We also discovered new mutations in other genes that function in the same Ephrin signaling interactome,
including RASA1 (also mutated in CM-AVM1). We further demonstrated that EphB4 exists in a physical
complex with RASA1, and have now solved the first multi-domain crystal structure of RASA1. Nonetheless,
most VOGM cases remain genetically unsolved, and the molecular mechanisms of VOGM-associated
mutations are poorly understood.
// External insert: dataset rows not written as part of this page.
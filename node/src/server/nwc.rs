use anyhow::Context;
use bitcoin::hashes::Hash;
use common::ln::amount::Amount;
use lexe_api::models::{
    command::CreateInvoiceRequest,
    nwc::nip47::{
        GetInfoResult, MakeInvoiceParams, MakeInvoiceResult, NwcError,
        NwcErrorCode, NwcMethod, NwcRequestPayload,
    },
};
use lexe_ln::command::CreateInvoiceCaller;
use lightning::sign::NodeSigner;

use crate::server::RouterState;

/// Handle an NWC request by routing to the appropriate command handler.
pub(super) async fn handle_nwc_request(
    state: &RouterState,
    request_payload: &NwcRequestPayload,
) -> Result<serde_json::Value, NwcError> {
    let result: anyhow::Result<serde_json::Value> = match request_payload.method
    {
        NwcMethod::GetInfo => {
            let result = handle_get_info(state).await?;
            serde_json::to_value(result)
                .context("Failed to serialize get_info result")
        }
        NwcMethod::MakeInvoice => {
            let params: MakeInvoiceParams =
                serde_json::from_value(request_payload.params.clone())
                    .context("Invalid make_invoice params")?;
            let result = handle_make_invoice(state, params).await?;
            serde_json::to_value(result)
                .context("Failed to serialize make_invoice result")
        }
        _ =>
            return Err(NwcError {
                code: NwcErrorCode::NotImplemented,
                message: "Method not implemented".to_string(),
            }),
    };
    result.map_err(NwcError::from_anyhow)
}

async fn handle_get_info(state: &RouterState) -> anyhow::Result<GetInfoResult> {
    let best_block = state.channel_manager.current_best_block();
    let node_pk = state
        .keys_manager
        .get_node_id(lightning::sign::Recipient::Node)
        .map_err(|()| anyhow::anyhow!("Failed to get node public key"))?;

    Ok(GetInfoResult {
        alias: format!(
            "lexe-{}",
            state.user_pk.to_string()[..8].to_lowercase()
        ),
        color: "000000".to_string(),
        pubkey: hex::encode(&node_pk.serialize()),
        network: state.network.to_string().to_lowercase(),
        block_height: best_block.height,
        block_hash: hex::encode(&best_block.block_hash.to_byte_array()),
        methods: vec!["get_info".to_string(), "make_invoice".to_string()],
    })
}

async fn handle_make_invoice(
    state: &RouterState,
    params: MakeInvoiceParams,
) -> anyhow::Result<MakeInvoiceResult> {
    let amount_msats = params.amount;
    let amount = Amount::from_msat(amount_msats);

    let expiry_secs = params.expiry.unwrap_or(3600);

    let description_hash = if let Some(ref h) = params.description_hash {
        let mut arr = [0u8; 32];
        hex::decode_to_slice(h, &mut arr)
            .context("Invalid description_hash: must be 32 bytes hex")?;
        Some(arr)
    } else {
        None
    };

    let create_inv_req = CreateInvoiceRequest {
        expiry_secs,
        amount: Some(amount),
        description: params.description,
        description_hash,
    };

    let caller = CreateInvoiceCaller::UserNode {
        lsp_info: state.lsp_info.clone(),
        intercept_scids: state.intercept_scids.clone(),
    };

    let response = lexe_ln::command::create_invoice(
        create_inv_req,
        &state.channel_manager,
        &state.keys_manager,
        &state.payments_manager,
        caller,
        state.network,
    )
    .await?;

    let payment_hash = response.invoice.payment_hash();

    Ok(MakeInvoiceResult {
        invoice: response.invoice.to_string(),
        payment_hash: payment_hash.to_string(),
    })
}
// NOTE(phlip9): for some reason, placing this in `crate::app` causes
// flutter_rust_bridge to generate a dart type for it...
pub struct GDriveSignupCredentials {
    /// The server auth code passed to the node enclave during provisioning.
    pub server_auth_code: String,
    /// The user's backup password, used to encrypt their `RootSeed` backup
    /// on Google Drive.
    pub password: String,
}
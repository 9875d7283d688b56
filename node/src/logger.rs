use chrono::Utc;
use lightning::util::logger::{Logger, Record};

pub struct StdOutLogger {}
impl Logger for StdOutLogger {
    /// Just print to stdout and let the runner capture the log output.
    fn log(&self, record: &Record) {
        let raw_log = record.args.to_string();
        println!(
            "{} {:<5} [{}:{}] {}\n",
            Utc::now().format("%Y-%m-%d %H:%M:%S%.3f"),
            record.level,
            record.module_path,
            record.line,
            raw_log
        );
    }
}
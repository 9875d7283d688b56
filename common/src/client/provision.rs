// TODO

use anyhow::Context;
use reqwest::{Client, Proxy};

use crate::api::provision::ProvisionRequest;
use crate::api::UserPk;
use crate::attest;
use crate::client::tls;
use crate::rng::Crng;
use crate::root_seed::RootSeed;

pub struct ProvisionClient {
    client: Client,
    provision_url: String,
}

impl ProvisionClient {
    pub fn new<R: Crng>(
        rng: &mut R,
        seed: &RootSeed,
        user_pk: &UserPk,
        proxy_url: &str,
        proxy_ca: &rustls::Certificate,
        provision_url: String,
        attest_verifier: attest::ServerCertVerifier,
    ) -> anyhow::Result<Self> {
        // TODO(phlip9): actual auth in proxy header
        // TODO(phlip9): https only mode

        let proxy = Proxy::https(proxy_url)
            .context("Invalid proxy url")?
            // TODO(phlip9): should be bearer auth
            .basic_auth(&user_pk.to_string(), "");

        let tls = tls::client_tls_config(rng, proxy_ca, seed, attest_verifier)?;

        let client = Client::builder()
            .proxy(proxy)
            .user_agent("lexe-client")
            .use_preconfigured_tls(tls)
            .build()
            .context("Failed to build client")?;

        Ok(Self {
            client,
            provision_url,
        })
    }

    pub async fn provision(&self, req: ProvisionRequest) -> anyhow::Result<()> {
        let provision_url = &self.provision_url;
        let url = format!("{provision_url}/provision");

        let resp = self.client.post(url).json(&req).send().await?;

        Ok(resp.error_for_status().map(|_| ())?)
    }
}
//! [`payment_uri`] interface

use anyhow::Context;

use crate::ffi::types::{Network, PaymentMethod};

/// Resolve a (possible) [`PaymentUri`] string that we just
/// scanned/pasted into the best [`PaymentMethod`] for us to pay.
///
/// [`PaymentUri`]: payment_uri::PaymentUri
pub async fn resolve_best(
    network: Network,
    uri_str: String,
) -> anyhow::Result<PaymentMethod> {
    // TODO(max): The app should hold this somewhere so we can reuse it.
    let lnurl_client = payment_uri::lnurl::LnurlClient::new()
        .context("Failed to build LNURL client")?;

    let payment_uri = payment_uri::PaymentUri::parse(&uri_str)
        .context("Unrecognized payment code")?;

    payment_uri::resolve_best(
        &lnurl_client,
        network.into(),
        payment_uri,
        payment_uri::bip353::GOOGLE_DOH_ENDPOINT,
    )
    .await
    .map(PaymentMethod::from)
}
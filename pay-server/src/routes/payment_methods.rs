//! `/api/v1/payment-methods/*` (§4.5, §4.6): tokenize (card via storage
//! conversion, ACH via pre-note), list/get/set-default/delete.

use axum::{
    extract::{Path, State},
    routing::{get, post},
    Extension, Json, Router,
};
use pay_common::{ids::PaymentMethodId, PayError, TenantId};
use pay_store::payment_method_store::{NewPaymentMethod, PmType, VerificationStatus};
use serde::Deserialize;
use uuid::Uuid;

use crate::{
    auth::RequiredScope,
    routes::dto::{authorized_tenant, PaymentMethodResponse},
    state::AppState,
};
use pay_auth::Claims;

#[derive(Deserialize)]
pub struct StoreCardBody {
    pub tenant_id: Uuid,
    pub customer_id: Uuid,
    pub financial_bric: String,
    pub masked_last_four: String,
    pub brand_or_bank_name: Option<String>,
    pub exp_month: Option<i16>,
    pub exp_year: Option<i16>,
    pub avs_address: String,
    pub avs_zip: String,
}

#[derive(Deserialize)]
pub struct StoreAchBody {
    pub tenant_id: Uuid,
    pub customer_id: Uuid,
    pub storage_token: String,
    pub masked_last_four: String,
    pub brand_or_bank_name: Option<String>,
    pub account_type: Option<String>,
}

async fn tenant_context(
    state: &AppState,
    tenant_id: TenantId,
) -> Result<(pay_gateway::credential_registry::Tenant, String), PayError> {
    let tenant = state
        .registry
        .get(tenant_id)
        .ok_or_else(|| PayError::not_found(format!("tenant {tenant_id}")))?;
    let mac_secret = state.secrets.get(&tenant.mac_secret_path).await?;
    Ok((tenant, mac_secret))
}

async fn store_card(
    State(state): State<AppState>,
    Extension(claims): Extension<Claims>,
    Json(body): Json<StoreCardBody>,
) -> Result<Json<PaymentMethodResponse>, PayError> {
    let tenant_id = authorized_tenant(claims.merchant_id, body.tenant_id)?;
    let (tenant, mac_secret) = tenant_context(&state, tenant_id).await?;

    let new = NewPaymentMethod {
        id: PaymentMethodId::new_random(),
        tenant_id,
        customer_id: body.customer_id,
        pm_type: PmType::Card,
        storage_token: String::new(),
        masked_last_four: body.masked_last_four,
        brand_or_bank_name: body.brand_or_bank_name,
        exp_month: body.exp_month,
        exp_year: body.exp_year,
        account_type: None,
        is_verified: true,
        verification_status: VerificationStatus::Verified,
    };
    let pm = state
        .payment_methods
        .convert_financial_to_storage(
            &state.gateway,
            &tenant,
            &mac_secret,
            new,
            &body.financial_bric,
            Some(&body.avs_address),
            Some(&body.avs_zip),
        )
        .await?;
    Ok(Json(PaymentMethodResponse::from(&pm)))
}

async fn store_ach(
    State(state): State<AppState>,
    Extension(claims): Extension<Claims>,
    Json(body): Json<StoreAchBody>,
) -> Result<Json<PaymentMethodResponse>, PayError> {
    let tenant_id = authorized_tenant(claims.merchant_id, body.tenant_id)?;
    let (tenant, mac_secret) = tenant_context(&state, tenant_id).await?;

    let new = NewPaymentMethod {
        id: PaymentMethodId::new_random(),
        tenant_id,
        customer_id: body.customer_id,
        pm_type: PmType::Ach,
        storage_token: body.storage_token,
        masked_last_four: body.masked_last_four,
        brand_or_bank_name: body.brand_or_bank_name,
        exp_month: None,
        exp_year: None,
        account_type: body.account_type,
        is_verified: false,
        verification_status: VerificationStatus::Pending,
    };
    let pm = state
        .payment_methods
        .store_ach(&state.transactions, &state.gateway, &tenant, &mac_secret, new)
        .await?;
    Ok(Json(PaymentMethodResponse::from(&pm)))
}

async fn get_payment_method(
    State(state): State<AppState>,
    Extension(claims): Extension<Claims>,
    Path(id): Path<Uuid>,
) -> Result<Json<PaymentMethodResponse>, PayError> {
    let pm = state
        .payment_methods
        .get(PaymentMethodId::from_uuid(id))
        .await?
        .ok_or_else(|| PayError::not_found(format!("payment method {id}")))?;
    authorized_tenant(claims.merchant_id, pm.tenant_id.as_uuid())?;
    Ok(Json(PaymentMethodResponse::from(&pm)))
}

#[derive(Deserialize)]
pub struct ListPmQuery {
    pub tenant_id: Uuid,
    pub customer_id: Uuid,
}

async fn list_payment_methods(
    State(state): State<AppState>,
    Extension(claims): Extension<Claims>,
    axum::extract::Query(query): axum::extract::Query<ListPmQuery>,
) -> Result<Json<Vec<PaymentMethodResponse>>, PayError> {
    let tenant_id = authorized_tenant(claims.merchant_id, query.tenant_id)?;
    let rows = state.payment_methods.list(tenant_id, query.customer_id).await?;
    Ok(Json(rows.iter().map(PaymentMethodResponse::from).collect()))
}

#[derive(Deserialize)]
pub struct SetDefaultBody {
    pub tenant_id: Uuid,
    pub customer_id: Uuid,
}

async fn set_default(
    State(state): State<AppState>,
    Extension(claims): Extension<Claims>,
    Path(id): Path<Uuid>,
    Json(body): Json<SetDefaultBody>,
) -> Result<(), PayError> {
    let tenant_id = authorized_tenant(claims.merchant_id, body.tenant_id)?;
    state
        .payment_methods
        .set_default(tenant_id, body.customer_id, PaymentMethodId::from_uuid(id))
        .await
}

async fn delete_payment_method(
    State(state): State<AppState>,
    Extension(claims): Extension<Claims>,
    Path(id): Path<Uuid>,
) -> Result<(), PayError> {
    let pm = state
        .payment_methods
        .get(PaymentMethodId::from_uuid(id))
        .await?
        .ok_or_else(|| PayError::not_found(format!("payment method {id}")))?;
    authorized_tenant(claims.merchant_id, pm.tenant_id.as_uuid())?;
    state.payment_methods.delete(pm.id).await
}

pub fn router(state: AppState) -> Router<AppState> {
    Router::new()
        .route("/card", post(store_card))
        .route("/ach", post(store_ach))
        .route("/{id}", get(get_payment_method).delete(delete_payment_method))
        .route("/{id}/default", post(set_default))
        .route("/", get(list_payment_methods))
        .route_layer(axum::middleware::from_fn_with_state(state, crate::auth::require_auth))
        .layer(Extension(RequiredScope("payment_methods:write")))
}
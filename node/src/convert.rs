use bitcoin::secp256k1::PublicKey;

use crate::types::{EnclaveId, InstanceId};

// TODO Refactor this away
/// Derives the instance id from the node public key and enclave measurement.
pub fn get_instance_id(pubkey: &PublicKey, measurement: &str) -> InstanceId {
    let pubkey_hex = pubkey.to_string();

    // TODO(crypto) id derivation scheme;
    // probably hash(pubkey || measurement)
    format!("{}_{}", pubkey_hex, measurement)
}

// TODO Refactor this away
/// Constructs an enclave id given the instance id and CPU id.
pub fn get_enclave_id(instance_id: &str, cpu_id: &str) -> EnclaveId {
    format!("{}_{}", instance_id, cpu_id)
}
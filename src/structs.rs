use std::convert::TryFrom;
use std::fmt;

use bitcoin::network::constants::Network;

use lightning::ln::msgs::NetAddress;
use lightning::ln::{PaymentPreimage, PaymentSecret};

use anyhow::{bail, Context};
use argh::FromArgs;

use crate::types::Port;

#[derive(FromArgs, PartialEq, Debug)]
/// Arguments accepted by a Lexe node
pub struct LexeArgs {
    #[argh(positional)]
    /// bitcoind rpc info, in the format <username>:<password>@<host>:<-port>
    bitcoind_rpc: String,

    #[argh(option, default = "9735")]
    /// the port on which to accept Lightning P2P connections
    peer_port: Port,

    #[argh(option)]
    /// this node's Lightning Network alias
    announced_node_name: Option<String>,

    #[argh(option, default = "String::from(\"testnet\")")]
    /// testnet or mainnet. Defaults to testnet.
    network: String,

    #[argh(option, default = "999")] // TODO actually use the port
    /// the port warp uses to accept TLS connections from the owner
    warp_port: Port,
}

#[allow(dead_code)]
pub struct LdkArgs {
    pub bitcoind_rpc: BitcoindRpcInfo,
    pub peer_port: u16,
    pub ldk_announced_listen_addr: Vec<NetAddress>,
    pub ldk_announced_node_name: [u8; 32],
    pub network: Network,
    pub warp_port: u16,
}

impl TryFrom<LexeArgs> for LdkArgs {
    type Error = anyhow::Error;

    fn try_from(lexe_args: LexeArgs) -> Result<Self, Self::Error> {
        let bitcoind_rpc = lexe_args
            .bitcoind_rpc
            .try_into()
            .context("Could not parse bitcoind rpc args")?;

        let ldk_announced_node_name = match lexe_args.announced_node_name {
            Some(name) => {
                if name.len() > 32 {
                    bail!("Node Alias can not be longer than 32 bytes");
                }
                let mut bytes = [0; 32];
                bytes[..name.len()].copy_from_slice(name.as_bytes());
                bytes
            }
            None => [0; 32],
        };

        let network = match lexe_args.network {
            n if n == "testnet" => Network::Testnet,
            // NOTE: Disable mainnet for now
            // n if n == "mainnet" || n == "bitcoin" => Network::Bitcoin,
            n => bail!("Network `{}` is not supported.", n),
        };

        let ldk_info = LdkArgs {
            bitcoind_rpc,
            peer_port: lexe_args.peer_port,
            ldk_announced_listen_addr: Vec::new(),
            ldk_announced_node_name,
            network,
            warp_port: lexe_args.warp_port,
        };

        Ok(ldk_info)
    }
}

/// The information required to connect to a bitcoind instance via RPC
pub struct BitcoindRpcInfo {
    pub username: String,
    pub password: String,
    pub host: String,
    pub port: Port,
}

impl TryFrom<String> for BitcoindRpcInfo {
    type Error = anyhow::Error;

    fn try_from(info: String) -> Result<Self, Self::Error> {
        let parts: Vec<&str> = info.rsplitn(2, '@').collect();
        if parts.len() != 2 {
            bail!("ERROR: bad bitcoind RPC URL provided");
        }
        let rpc_user_and_password: Vec<&str> = parts[1].split(':').collect();
        if rpc_user_and_password.len() != 2 {
            bail!("ERROR: bad bitcoind RPC username/password combo provided");
        }
        let username = rpc_user_and_password[0].to_string();
        let password = rpc_user_and_password[1].to_string();
        let path: Vec<&str> = parts[0].split(':').collect();
        if path.len() != 2 {
            bail!("ERROR: bad bitcoind RPC path provided");
        }
        let host = path[0].to_string();
        let port = path[1].parse::<u16>().unwrap();

        let bitcoind_rpc = BitcoindRpcInfo {
            username,
            password,
            host,
            port,
        };

        Ok(bitcoind_rpc)
    }
}

pub struct NodeAlias<'a>(pub &'a [u8; 32]);

impl fmt::Display for NodeAlias<'_> {
    fn fmt(&self, f: &mut fmt::Formatter) -> fmt::Result {
        let alias = self
            .0
            .iter()
            .map(|b| *b as char)
            .take_while(|c| *c != '\0')
            .filter(|c| c.is_ascii_graphic() || *c == ' ')
            .collect::<String>();
        write!(f, "{}", alias)
    }
}

pub struct PaymentInfo {
    pub preimage: Option<PaymentPreimage>,
    pub secret: Option<PaymentSecret>,
    pub status: HTLCStatus,
    pub amt_msat: MillisatAmount,
}

pub enum HTLCStatus {
    Pending,
    Succeeded,
    Failed,
}

pub struct MillisatAmount(pub Option<u64>);

impl fmt::Display for MillisatAmount {
    fn fmt(&self, f: &mut fmt::Formatter) -> fmt::Result {
        match self.0 {
            Some(amt) => write!(f, "{}", amt),
            None => write!(f, "unknown"),
        }
    }
}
To address these knowledge gaps, we propose a functional genomics
approach to discover and mechanistically elucidate VOGM-associated mutations with atomic-level resolution.
We hypothesize WES will identify novel VOGM genes and mutations, including mosaic and somatic
“second-hit” mutations, which disrupt the regulated activity of an EphB4-RASA1 signaling complex
essential for arterio-venous development. Based on our successful experience in identifying structural brain
disorder genes over the past several years, Aim 1 will ascertain additional VOGM case-parent trios and
perform WES on our growing cohort (already the largest in the world) to discover novel de novo and
transmitted germline VOGM gene mutations, mosaic variants, and somatic mutations in lesional tissue. In Aim
2, we will determine the structural and functional impact of VOGM mutations using biochemical, biophysical,
structural biology and cell biology techniques, with validation experiments in autopsied VOGM tissue, and in
skin biopsies of VOGM patients with associated cutaneous vascular malformations. Successful completion of
these Aims will increase our understanding of human cerebrovascular development and VOGM
pathophysiology. These advances will improve disease management and genetic counseling, and will
stimulate development of targeted therapeutics for VOGMs that may be broadly relevant for other vascular
lesions, including AVMs and intracranial aneurysms.

## Key facts

- **NIH application ID:** 10033009
- **Project number:** 1R01NS117609-01
- **Recipient organization:** YALE UNIVERSITY
- **Principal Investigator:** Titus Jonathon Boggon
- **Activity code:** R01 (R01, R21, SBIR, etc.)
- **Funding institute:** NIH
- **Fiscal year:** 2020
- **Award amount:** $475,039
- **Award type:** 1
- **Project period:** 2020-07-15 → 2021-04-30

## Primary source

NIH RePORTER: https://reporter.nih.gov/project-details/10033009

## Citation

> US National Institutes of Health, RePORTER application 10033009, Human genetics and molecular mechanisms of Vein of Galen aneurysmal malformation (1R01NS117609-01). Retrieved via AI Analytics 2026-05-22 from https://api.ai-analytics.org/grant/nih/10033009. Licensed CC0.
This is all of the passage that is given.